From May of 2019 to May 2020, over 81,000 overdose deaths were recorded, according to the Centers for Disease Control and Prevention. While not all of these fatalities were due to opioids, the CDC notes a 38% increase in opioid overdoses year over year. Despite these statistics, opioids like hydrocodone, oxycontin, fentanyl, etc. remain the “go-to” for still remain the “go-to” for many doctors treating patients with chronic pain.

Long-term use of NSAIDs is proven to cause kidney disease, increased risk of gastrointestinal ulcers/bleeding, and even heart attack. Long-term use of acetaminophen also carries its own set of risks: gastrointestinal issues and liver disease. Overdoses, too, are common with these analgesics, and are one of the top reasons for calls to Poison Control, according to nonprofit National Capital Poison Center.

If you experience pain in any form, you know first-hand how debilitating it can be, and how the dulling or alleviation of pain becomes your top goal. It sometimes seems simpler to take an opioid or an OTC medication to relieve the pain, if only to get on with daily life.
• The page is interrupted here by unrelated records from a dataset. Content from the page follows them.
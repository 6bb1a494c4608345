//! Status reconciliation
//!
//! Polls the job manager and folds what it reports into the application's
//! `ClusterStatus` and `JobStatus`, deriving health along the way. Every
//! fetch happens before status is touched, so a failed call never leaves a
//! half-updated status behind.

use std::sync::Arc;
use std::time::Duration;

use chrono::{DateTime, SubsecRound, Utc};
use kube::ResourceExt;
use tracing::debug;

use flinkop_client::{JobManagerClient, TaskManagerStats};
use flinkop_common::crd::{ClusterStatus, FlinkApplication, HealthStatus, JobState, JobStatus};
use flinkop_common::{ControllerConfig, Result};

/// Epoch millis to a second-precision timestamp; non-positive means unset
fn millis_to_time(millis: i64) -> Option<DateTime<Utc>> {
    if millis <= 0 {
        return None;
    }
    DateTime::from_timestamp(millis / 1000, 0)
}

/// Task managers whose last heartbeat is younger than `staleness`
pub fn count_healthy_task_managers(
    task_managers: &[TaskManagerStats],
    now_millis: i64,
    staleness: Duration,
) -> i32 {
    let staleness = i64::try_from(staleness.as_millis()).unwrap_or(i64::MAX);
    task_managers
        .iter()
        .filter(|tm| now_millis.saturating_sub(tm.time_since_last_heartbeat) < staleness)
        .count() as i32
}

/// Whether `last_failing` falls within `window` before `now`.
///
/// A failing time in the future counts as recent.
pub fn failed_recently(
    last_failing: Option<DateTime<Utc>>,
    now: DateTime<Utc>,
    window: Duration,
) -> bool {
    match last_failing {
        Some(at) => now
            .signed_duration_since(at)
            .to_std()
            .map(|elapsed| elapsed < window)
            .unwrap_or(true),
        None => false,
    }
}

/// Refreshes an application's status from its job manager
pub struct StatusReconciler {
    client: Arc<dyn JobManagerClient>,
    config: Arc<ControllerConfig>,
}

impl StatusReconciler {
    /// Create a reconciler polling through `client`
    pub fn new(client: Arc<dyn JobManagerClient>, config: Arc<ControllerConfig>) -> Self {
        Self { client, config }
    }

    /// Poll cluster state for revision `hash` and update
    /// `status.clusterStatus`. Returns whether it changed.
    ///
    /// Health is Green when every registered task manager has a fresh
    /// heartbeat and Yellow otherwise. A cluster with no registered task
    /// managers counts as Green; job health reports a job that cannot run.
    pub async fn compare_and_update_cluster_status(
        &self,
        app: &mut FlinkApplication,
        hash: &str,
    ) -> Result<bool> {
        let url = self.config.jobmanager_url(app, hash);
        let overview = self.client.get_cluster_overview(&url).await?;
        let task_managers = self.client.get_task_managers(&url).await?;

        let healthy = count_healthy_task_managers(
            &task_managers.task_managers,
            Utc::now().timestamp_millis(),
            self.config.heartbeat_staleness,
        );
        let health = if healthy == overview.task_manager_count {
            HealthStatus::Green
        } else {
            HealthStatus::Yellow
        };

        let observed = ClusterStatus {
            number_of_task_slots: overview.number_of_task_slots,
            available_task_slots: overview.slots_available,
            number_of_task_managers: overview.task_manager_count,
            healthy_task_managers: healthy,
            health: Some(health),
        };

        if app.status.as_ref().map(|s| &s.cluster_status) == Some(&observed) {
            return Ok(false);
        }

        debug!(
            app = %app.name_any(),
            hash = %hash,
            task_managers = observed.number_of_task_managers,
            healthy,
            health = %health,
            "cluster status changed"
        );
        app.status.get_or_insert_with(Default::default).cluster_status = observed;
        Ok(true)
    }

    /// Poll the recorded job and update `status.jobStatus`. Returns whether
    /// it changed.
    ///
    /// Without a recorded job id nothing is fetched. A running job stays Red
    /// for `failing_window` after it was last seen failing; states other
    /// than Running keep the previous health.
    pub async fn compare_and_update_job_status(
        &self,
        app: &mut FlinkApplication,
        hash: &str,
    ) -> Result<bool> {
        let Some(job_id) = app.job_id().map(str::to_string) else {
            return Ok(false);
        };

        let url = self.config.jobmanager_url(app, hash);
        let overview = self.client.get_job_overview(&url, &job_id).await?;
        let checkpoints = self.client.get_checkpoint_counts(&url, &job_id).await?;

        let now = Utc::now().trunc_subsecs(0);
        let previous = app
            .status
            .as_ref()
            .map(|s| s.job_status.clone())
            .unwrap_or_default();
        let mut observed = previous.clone();

        if !overview.job_id.is_empty() {
            observed.job_id = Some(overview.job_id);
        }
        observed.state = JobState::from(overview.state);
        observed.start_time = millis_to_time(overview.start_time);

        observed.job_restart_count = checkpoints.counts.restored;
        observed.completed_checkpoint_count = checkpoints.counts.completed;
        observed.failed_checkpoint_count = checkpoints.counts.failed;

        if let Some(restored) = checkpoints.latest.restored {
            observed.restore_time = millis_to_time(restored.restore_timestamp);
            observed.restore_path = restored.external_path;
        }
        if let Some(completed) = checkpoints.latest.completed {
            observed.last_checkpoint_time = millis_to_time(completed.latest_ack_timestamp);
        }

        if observed.state == JobState::Failing {
            observed.last_failing_time = Some(now);
        }
        if observed.state == JobState::Running {
            let recently_failed =
                failed_recently(observed.last_failing_time, now, self.config.failing_window);
            observed.health = Some(if recently_failed {
                HealthStatus::Red
            } else {
                HealthStatus::Green
            });
        }

        if observed == previous {
            return Ok(false);
        }

        debug!(
            app = %app.name_any(),
            job_id = %job_id,
            state = %observed.state,
            health = ?observed.health,
            "job status changed"
        );
        app.status.get_or_insert_with(Default::default).job_status = observed;
        Ok(true)
    }

    /// Refresh cluster and job status together.
    ///
    /// Both are computed on a copy and committed only if every fetch
    /// succeeded.
    pub async fn update_status(&self, app: &mut FlinkApplication, hash: &str) -> Result<bool> {
        let mut updated = app.clone();
        let cluster_changed = self
            .compare_and_update_cluster_status(&mut updated, hash)
            .await?;
        let job_changed = self
            .compare_and_update_job_status(&mut updated, hash)
            .await?;

        if cluster_changed || job_changed {
            app.status = updated.status;
        }
        Ok(cluster_changed || job_changed)
    }
}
Unlike its competition, cannabis has no known detrimental internal effects from its use, nor does it show any signs for legitimate medical concern of chemical-based addiction/dependency (psychological addiction being the outlier). While it might seem like one needs a degree in biology or chemistry to understand the complexities of cannabis, that is not so; all one needs to make an educated, well-rounded decision for their own pain is a few simple “breakdowns” of the substance and its various applications.

Breaking The Stigma Around Marijuana

Breaking the Stigma Around Marijuana
The stigma around cannabis is slowly breaking, opening cannabis as an option for those living with chronic pain.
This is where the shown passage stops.